TASK:
Give again the entries below exactly, beginning at the first line and ending at the line with "filter = EnvFilter::try_from_default_env().unwrap_or_else(|_|".

--------------------------------

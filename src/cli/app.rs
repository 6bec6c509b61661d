//! Command runners for get, set and engine

use std::env;
use std::io::IsTerminal;
use std::process::ExitCode;

use serde::Serialize;
use tokio::io::AsyncReadExt;
use tracing_subscriber::EnvFilter;

use crate::application::ports::ConfigStore;
use crate::application::{Session, SessionInfo};
use crate::domain::config::AppConfig;
use crate::domain::{ClipboardError, EnginePolicy, Timeout};
use crate::infrastructure::{system_collaborators, XdgConfigStore};

use super::args::{Commands, ConfigAction};
use super::config_cmd::{handle_config_command, parse_bool};
use super::presenter::Presenter;

/// Exit codes
pub const EXIT_SUCCESS: u8 = 0;
pub const EXIT_ERROR: u8 = 1;
pub const EXIT_USAGE_ERROR: u8 = 2;

pub const ENV_TIMEOUT: &str = "CLIPMAN_TIMEOUT";
pub const ENV_DEBUG: &str = "CLIPMAN_DEBUG";

/// Install the stderr log subscriber. `RUST_LOG` wins over `debug`.
pub fn init_tracing(debug: bool) {
    let fallback = if debug { "debug" } else { "warn" };
    let filter = EnvFilter::try_from_default_env().unwrap_or_else(|_| EnvFilter::new(fallback));

    let _ = tracing_subscriber::fmt()
        .with_env_filter(filter)
        .with_writer(std::io::stderr)
        .with_target(false)
        .try_init();
}

/// Config layer built from `CLIPMAN_*` variables
pub fn env_config(lookup: impl Fn(&str) -> Option<String>) -> AppConfig {
    let non_empty = |name: &str| lookup(name).filter(|s| !s.is_empty());

    AppConfig {
        timeout: non_empty(ENV_TIMEOUT),
        debug: non_empty(ENV_DEBUG).and_then(|v| parse_bool(&v).ok()),
        ..Default::default()
    }
}

/// Load and merge configuration from file, env, and CLI
pub async fn load_merged_config(cli_config: AppConfig) -> AppConfig {
    let store = XdgConfigStore::new();
    let file_config = store.load().await.unwrap_or_else(|e| {
        Presenter::new().warn(&format!("Ignoring {}: {}", store.path().display(), e));
        AppConfig::empty()
    });

    // Merge: defaults < file < env < cli
    AppConfig::defaults()
        .merge(file_config)
        .merge(env_config(|name| env::var(name).ok()))
        .merge(cli_config)
}

/// Build the engine policy, rejecting a malformed timeout instead of
/// silently falling back to the default
pub fn policy_from(config: &AppConfig) -> Result<EnginePolicy, String> {
    if let Some(raw) = config.timeout.as_deref() {
        raw.parse::<Timeout>()
            .map_err(|e| format!("Invalid timeout: {}", e))?;
    }
    Ok(config.to_policy())
}

/// Exit code for a clipboard failure
pub fn exit_code_for(error: &ClipboardError) -> u8 {
    match error {
        ClipboardError::TextNotSpecified => EXIT_USAGE_ERROR,
        _ => EXIT_ERROR,
    }
}

/// Run one parsed subcommand with the merged configuration
pub async fn run(command: Commands, config: &AppConfig) -> ExitCode {
    let presenter = Presenter::new();

    match command {
        Commands::Config { action } => run_config(action, &presenter).await,
        clipboard => run_clipboard(clipboard, config, &presenter).await,
    }
}

async fn run_config(action: ConfigAction, presenter: &Presenter) -> ExitCode {
    let store = XdgConfigStore::new();
    match handle_config_command(action, &store, presenter).await {
        Ok(()) => ExitCode::from(EXIT_SUCCESS),
        Err(e) => {
            presenter.error(&e.to_string());
            ExitCode::from(EXIT_ERROR)
        }
    }
}

async fn run_clipboard(command: Commands, config: &AppConfig, presenter: &Presenter) -> ExitCode {
    let policy = match policy_from(config) {
        Ok(policy) => policy,
        Err(e) => {
            presenter.error(&e);
            return ExitCode::from(EXIT_USAGE_ERROR);
        }
    };
    let debug = config.debug_or_default();

    let result = match command {
        Commands::Get => run_get(policy, debug, presenter).await,
        Commands::Set { text } => run_set(policy, debug, text).await,
        Commands::Engine { json } => return run_engine(policy, debug, json, presenter).await,
        Commands::Config { action } => return run_config(action, presenter).await,
    };

    match result {
        Ok(()) => ExitCode::from(EXIT_SUCCESS),
        Err(e) => {
            presenter.error(&e.to_string());
            ExitCode::from(exit_code_for(&e))
        }
    }
}

async fn open_session(policy: EnginePolicy, debug: bool) -> Result<Session, ClipboardError> {
    let mut session = Session::new(system_collaborators(&policy), policy);
    session.init(debug).await?;
    Ok(session)
}

async fn run_get(
    policy: EnginePolicy,
    debug: bool,
    presenter: &Presenter,
) -> Result<(), ClipboardError> {
    let session = open_session(policy, debug).await?;
    let text = session.get().await?;
    presenter.output_inline(&text);
    Ok(())
}

async fn run_set(
    policy: EnginePolicy,
    debug: bool,
    text: Option<String>,
) -> Result<(), ClipboardError> {
    let text = match text {
        Some(text) => Some(text),
        None => read_piped_stdin().await?,
    };

    let session = open_session(policy, debug).await?;
    session.set(text.as_deref()).await
}

/// All of stdin when it is piped, `None` when it is a terminal
async fn read_piped_stdin() -> Result<Option<String>, ClipboardError> {
    if std::io::stdin().is_terminal() {
        return Ok(None);
    }

    let mut buf = Vec::new();
    tokio::io::stdin()
        .read_to_end(&mut buf)
        .await
        .map_err(|e| ClipboardError::engine(format!("Failed to read stdin: {}", e)))?;

    Ok(Some(String::from_utf8_lossy(&buf).into_owned()))
}

#[derive(Serialize)]
struct EngineReport {
    #[serde(flatten)]
    info: SessionInfo,
    error: Option<String>,
}

async fn run_engine(
    policy: EnginePolicy,
    debug: bool,
    json: bool,
    presenter: &Presenter,
) -> ExitCode {
    let mut session = Session::new(system_collaborators(&policy), policy);
    let outcome = session.init(debug).await;

    let report = EngineReport {
        info: session.info(),
        error: outcome.as_ref().err().map(|e| e.to_string()),
    };

    if json {
        match serde_json::to_string_pretty(&report) {
            Ok(text) => presenter.output(&text),
            Err(e) => {
                presenter.error(&format!("Failed to encode report: {}", e));
                return ExitCode::from(EXIT_ERROR);
            }
        }
    } else {
        presenter.session_info(&report.info);
        if let Some(ref error) = report.error {
            presenter.error(error);
        }
    }

    match outcome {
        Ok(()) => ExitCode::from(EXIT_SUCCESS),
        Err(e) => ExitCode::from(exit_code_for(&e)),
    }
}

#[cfg(test)]
mod tests {
    use std::collections::HashMap;

    use super::*;

    fn lookup(vars: &[(&str, &str)]) -> impl Fn(&str) -> Option<String> {
        let vars: HashMap<String, String> = vars
            .iter()
            .map(|(k, v)| (k.to_string(), v.to_string()))
            .collect();
        move |name: &str| vars.get(name).cloned()
    }

    #[test]
    fn env_config_reads_overrides() {
        let config = env_config(lookup(&[(ENV_TIMEOUT, "2s"), (ENV_DEBUG, "yes")]));
        assert_eq!(config.timeout, Some("2s".to_string()));
        assert_eq!(config.debug, Some(true));
    }

    #[test]
    fn env_config_ignores_empty_and_invalid() {
        let config = env_config(lookup(&[(ENV_TIMEOUT, ""), (ENV_DEBUG, "maybe")]));
        assert_eq!(config, AppConfig::empty());
    }

    #[test]
    fn env_layer_sits_between_file_and_cli() {
        let file = AppConfig {
            timeout: Some("1s".to_string()),
            ..Default::default()
        };
        let cli = AppConfig {
            timeout: Some("3s".to_string()),
            ..Default::default()
        };
        let env = env_config(lookup(&[(ENV_TIMEOUT, "2s")]));

        let without_cli = AppConfig::defaults().merge(file.clone()).merge(env.clone());
        assert_eq!(without_cli.timeout, Some("2s".to_string()));

        let with_cli = AppConfig::defaults().merge(file).merge(env).merge(cli);
        assert_eq!(with_cli.timeout, Some("3s".to_string()));
    }

    #[test]
    fn malformed_timeout_is_usage_error() {
        let config = AppConfig {
            timeout: Some("forever".to_string()),
            ..AppConfig::defaults()
        };
        let err = policy_from(&config).unwrap_err();
        assert!(err.contains("forever"));
    }

    #[test]
    fn policy_carries_config_values() {
        let config = AppConfig {
            timeout: Some("250ms".to_string()),
            retries: Some(0),
            ..AppConfig::defaults()
        };
        let policy = policy_from(&config).unwrap();
        assert_eq!(policy.timeout, Timeout::from_millis(250));
        assert_eq!(policy.attempts(), 1);
    }

    #[test]
    fn exit_codes() {
        assert_eq!(exit_code_for(&ClipboardError::TextNotSpecified), EXIT_USAGE_ERROR);
        assert_eq!(
            exit_code_for(&ClipboardError::Unsupported("tty".to_string())),
            EXIT_ERROR
        );
    }
}
//! Application layer - Probe, resolution, and dispatch
//!
//! Contains the session context, the three clipboard layers, and the
//! port interfaces they depend on.

pub mod dispatcher;
pub mod ports;
pub mod probe;
pub mod resolver;
pub mod session;

#[cfg(test)]
pub(crate) mod fakes;

pub use dispatcher::{Backend, Dispatcher, Resolution};
pub use probe::{probe, ProbeReport};
pub use resolver::resolve_engine;
pub use session::{Collaborators, Session, SessionInfo};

--------------------------------

TASK OUTPUT:
filename src/cli/app.rs
repository 6bec6c509b61661d
//! Command runners for get, set and engine

use std::env;
use std::io::IsTerminal;
use std::process::ExitCode;

use serde::Serialize;
use tokio::io::AsyncReadExt;
use tracing_subscriber::EnvFilter;

use crate::application::ports::ConfigStore;
use crate::application::{Session, SessionInfo};
use crate::domain::config::AppConfig;
use crate::domain::{ClipboardError, EnginePolicy, Timeout};
use crate::infrastructure::{system_collaborators, XdgConfigStore};

use super::args::{Commands, ConfigAction};
use super::config_cmd::{handle_config_command, parse_bool};
use super::presenter::Presenter;

/// Exit codes
pub const EXIT_SUCCESS: u8 = 0;
pub const EXIT_ERROR: u8 = 1;
pub const EXIT_USAGE_ERROR: u8 = 2;

pub const ENV_TIMEOUT: &str = "CLIPMAN_TIMEOUT";
pub const ENV_DEBUG: &str = "CLIPMAN_DEBUG";

/// Install the stderr log subscriber. `RUST_LOG` wins over `debug`.
pub fn init_tracing(debug: bool) {
    let fallback = if debug { "debug" } else { "warn" };
    let filter = EnvFilter::try_from_default_env().unwrap_or_else(|_| EnvFilter::new(fallback));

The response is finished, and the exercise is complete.